## Task statement
Nothing but the entries, copied exactly, should appear in the response.

Entries taken from a collection

//! Interactive prompt that feeds integer pairs to the `add` tool. Each call is
//! a `tools/call` JSON-RPC request sent through the same MCP engine that
//! serves remote clients.

use std::io;

use serde_json::{json, Value};
use tokio::io::{AsyncBufRead, AsyncBufReadExt, AsyncWrite, AsyncWriteExt};
use tracing::debug;

use crate::domain::tools::ADD_TOOL_NAME;
use crate::mcp::server::handle_json_rpc_request;
use crate::AppState;

pub const PROMPT_IDENTITY: &str = "local-prompt";

enum Input {
    Value(i64),
    Invalid(String),
    Exit,
}

pub async fn run_prompt<R, W>(state: &AppState, mut reader: R, mut writer: W) -> io::Result<()>
where
    R: AsyncBufRead + Unpin,
    W: AsyncWrite + Unpin,
{
    let mut next_id: i64 = 0;

    loop {
        let x = match read_operand(&mut reader, &mut writer, "Enter X: (or 'exit' to quit) ").await? {
            Input::Value(value) => value,
            Input::Invalid(error) => {
                writer.write_all(format!("Invalid X: {error}\n").as_bytes()).await?;
                continue;
            }
            Input::Exit => break,
        };

        let y = match read_operand(&mut reader, &mut writer, "Enter Y: (or type 'exit' to quit) ").await? {
            Input::Value(value) => value,
            Input::Invalid(error) => {
                writer.write_all(format!("Invalid Y: {error}\n").as_bytes()).await?;
                continue;
            }
            Input::Exit => break,
        };

        next_id += 1;
        let response = handle_json_rpc_request(
            state,
            PROMPT_IDENTITY,
            Some(json!(next_id)),
            "tools/call".to_string(),
            Some(json!({
                "name": ADD_TOOL_NAME,
                "arguments": { "x": x, "y": y },
            })),
        )
        .await;
        let line = render_response(&response);
        writer.write_all(line.as_bytes()).await?;
    }

    writer.flush().await?;
    debug!("interactive prompt finished");
    Ok(())
}

fn render_response(response: &Value) -> String {
    if let Some(error) = response.get("error") {
        let message = error
            .pointer("/data/message")
            .or_else(|| error.get("message"))
            .and_then(Value::as_str)
            .unwrap_or("unknown error");
        return format!("Tool call failed: {message}\n");
    }

    let text = response
        .pointer("/result/content/0/text")
        .and_then(Value::as_str)
        .unwrap_or_default();
    if response.pointer("/result/isError") == Some(&Value::Bool(true)) {
        format!("Tool call failed: {text}\n")
    } else {
        format!("Result: {text}\n")
    }
}

async fn read_operand<R, W>(reader: &mut R, writer: &mut W, prompt: &str) -> io::Result<Input>
where
    R: AsyncBufRead + Unpin,
    W: AsyncWrite + Unpin,
{
    writer.write_all(prompt.as_bytes()).await?;
    writer.flush().await?;

    let mut line = String::new();
    if reader.read_line(&mut line).await? == 0 {
        return Ok(Input::Exit);
    }

    let line = line.trim();
    if line == "exit" {
        return Ok(Input::Exit);
    }

    Ok(match line.parse::<i64>() {
        Ok(value) => Input::Value(value),
        Err(err) => Input::Invalid(err.to_string()),
    })
}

## Solution below
//! Interactive prompt that feeds integer pairs to the `add` tool. Each call is
//! a `tools/call` JSON-RPC request sent through the same MCP engine that
//! serves remote clients.

use std::io;

use serde_json::{json, Value};
use tokio::io::{AsyncBufRead, AsyncBufReadExt, AsyncWrite, AsyncWriteExt};
use tracing::debug;

use crate::domain::tools::ADD_TOOL_NAME;
use crate::mcp::server::handle_json_rpc_request;
use crate::AppState;

pub const PROMPT_IDENTITY: &str = "local-prompt";

enum Input {
    Value(i64),
    Invalid(String),
    Exit,
}

pub async fn run_prompt<R, W>(state: &AppState, mut reader: R, mut writer: W) -> io::Result<()>
where
    R: AsyncBufRead + Unpin,
    W: AsyncWrite + Unpin,
{
    let mut next_id: i64 = 0;

    loop {
        let x = match read_operand(&mut reader, &mut writer, "Enter X: (or 'exit' to quit) ").await? {
            Input::Value(value) => value,
            Input::Invalid(error) => {
                writer.write_all(format!("Invalid X: {error}\n").as_bytes()).await?;
                continue;
            }
            Input::Exit => break,
        };

        let y = match read_operand(&mut reader, &mut writer, "Enter Y: (or type 'exit' to quit) ").await? {
            Input::Value(value) => value,
            Input::Invalid(error) => {
                writer.write_all(format!("Invalid Y: {error}\n").as_bytes()).await?;
                continue;
            }
            Input::Exit => break,
        };

        next_id += 1;
        let response = handle_json_rpc_request(
            state,
            PROMPT_IDENTITY,
            Some(json!(next_id)),
            "tools/call".to_string(),
            Some(json!({
                "name": ADD_TOOL_NAME,
                "arguments": { "x": x, "y": y },
            })),
        )
        .await;
        let line = render_response(&response);
        writer.write_all(line.as_bytes()).await?;
    }

    writer.flush().await?;
    debug!("interactive prompt finished");
    Ok(())
}

fn render_response(response: &Value) -> String {
    if let Some(error) = response.get("error") {
        let message = error
            .pointer("/data/message")
            .or_else(|| error.get("message"))
            .and_then(Value::as_str)
            .unwrap_or("unknown error");
        return format!("Tool call failed: {message}\n");
    }

    let text = response
        .pointer("/result/content/0/text")
        .and_then(Value::as_str)
        .unwrap_or_default();
    if response.pointer("/result/isError") == Some(&Value::Bool(true)) {
        format!("Tool call failed: {text}\n")
    } else {
        format!("Result: {text}\n")
    }
}

async fn read_operand<R, W>(reader: &mut R, writer: &mut W, prompt: &str) -> io::Result<Input>
where
    R: AsyncBufRead + Unpin,
    W: AsyncWrite + Unpin,
{
    writer.write_all(prompt.as_bytes()).await?;
    writer.flush().await?;

    let mut line = String::new();
    if reader.read_line(&mut line).await? == 0 {
        return Ok(Input::Exit);
    }

    let line = line.trim();
    if line == "exit" {
        return Ok(Input::Exit);
    }

    Ok(match line.parse::<i64>() {
        Ok(value) => Input::Value(value),
        Err(err) => Input::Invalid(err.to_string()),
    })
}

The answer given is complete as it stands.